← ian

drips

the tweet form of software.

archived experiment · open source

the pitch

software, even mini-apps, is heavy. you have a five-minute idea and suddenly you're thinking about auth, hosting, branding, retention, and a domain name. that's insane. when you have a thought, you tweet it. you don't open a blog. when you have a funny video, you post a tiktok. you don't start a youtube channel.

but when you have an idea for something that should exist as software, the lightest option is still an app or website. the easiest creation tools in history are at our fingertips, and every time they generate something, they flip you from a person with an idea into a developer maintaining an app.

so drips asked a different question. what's the smallest unit of an app that still feels like software? the answer is a session. you play it for thirty seconds. it ends. it has a feedback loop. anyone can build one from any ai they're already chatting with.

the experiment

launched march 9, 2025. shipped 60 drips in the first three days. the question was "how light can the unit of software get before it stops being software?" not retention, not monetization, not a startup. a posting-velocity experiment.

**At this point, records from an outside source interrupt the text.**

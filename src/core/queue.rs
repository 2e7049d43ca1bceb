use std::cmp::Ordering;
use std::collections::VecDeque;

use crate::error::SchedError;

/// Total order over handles, resolved through the store the handles point into.
///
/// `Less` means `a` ranks ahead of `b`. Anything else means `b` is not
/// behind `a`; callers must not rely on `Equal` being returned for ties.
pub trait Comparator<H> {
    type Store: ?Sized;

    fn compare(&self, store: &Self::Store, a: &H, b: &H) -> Ordering;
}

// Handles kept sorted under `C`. Removal by value uses handle equality.
#[derive(Debug)]
pub struct OrderedQueue<H, C> {
    items: VecDeque<H>,
    cmp: C,
}

impl<H, C: Comparator<H>> OrderedQueue<H, C> {
    pub fn new(cmp: C) -> Self {
        Self {
            items: VecDeque::new(),
            cmp,
        }
    }

    pub fn comparator(&self) -> &C {
        &self.cmp
    }

    /// Insert `handle` before the first occupant it strictly outranks.
    ///
    /// Occupants that compare equal keep their place ahead of the newcomer.
    /// Returns the index the handle landed at.
    pub fn offer(&mut self, handle: H, store: &C::Store) -> Result<usize, SchedError> {
        self.items.try_reserve(1)?;

        let index = self
            .items
            .iter()
            .position(|existing| self.cmp.compare(store, &handle, existing) == Ordering::Less)
            .unwrap_or(self.items.len());

        self.items.insert(index, handle);
        Ok(index)
    }

    pub fn peek(&self) -> Option<&H> {
        self.items.front()
    }

    pub fn poll(&mut self) -> Option<H> {
        self.items.pop_front()
    }

    pub fn at(&self, index: usize) -> Option<&H> {
        self.items.get(index)
    }

    pub fn remove_at(&mut self, index: usize) -> Option<H> {
        self.items.remove(index)
    }

    pub fn len(&self) -> usize {
        self.items.len()
    }

    pub fn is_empty(&self) -> bool {
        self.items.is_empty()
    }

    pub fn iter(&self) -> impl Iterator<Item = &H> {
        self.items.iter()
    }

    pub fn clear(&mut self) {
        self.items.clear();
    }

    /// No handle is ranked strictly ahead of the handle in front of it.
    pub fn is_sorted(&self, store: &C::Store) -> bool {
        self.items
            .iter()
            .zip(self.items.iter().skip(1))
            .all(|(front, back)| self.cmp.compare(store, back, front) != Ordering::Less)
    }

    /// Stable re-sort, for when the keys the comparator reads have changed
    /// underneath the queue.
    ///
    /// Only valid for comparators that form a total order.
    pub fn resort(&mut self, store: &C::Store) {
        let cmp = &self.cmp;
        self.items
            .make_contiguous()
            .sort_by(|a, b| cmp.compare(store, a, b));
    }
}

impl<H: PartialEq, C: Comparator<H>> OrderedQueue<H, C> {
    /// Remove every handle equal to `value`, keeping survivors in order.
    pub fn remove_all(&mut self, value: &H) -> usize {
        let before = self.items.len();
        self.items.retain(|h| h != value);
        before - self.items.len()
    }
}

the answer it found: very light. the format works. the friction is almost entirely on the creation side, not the consumption side. that insight is now showing up in everything else i'm building.

by the numbers

  • 60 drips posted in the first 72 hours after launch
  • full source now public on github

why it's archived

the experiment ran its course. running an interactive supabase-backed app that nobody was paying for was costing roughly $30/month, and i had already learned what i needed to. rather than maintain infrastructure for an experiment whose hypothesis had already been tested, i archived it and moved on.

i'd rather ship six experiments cheaply than maintain one forever.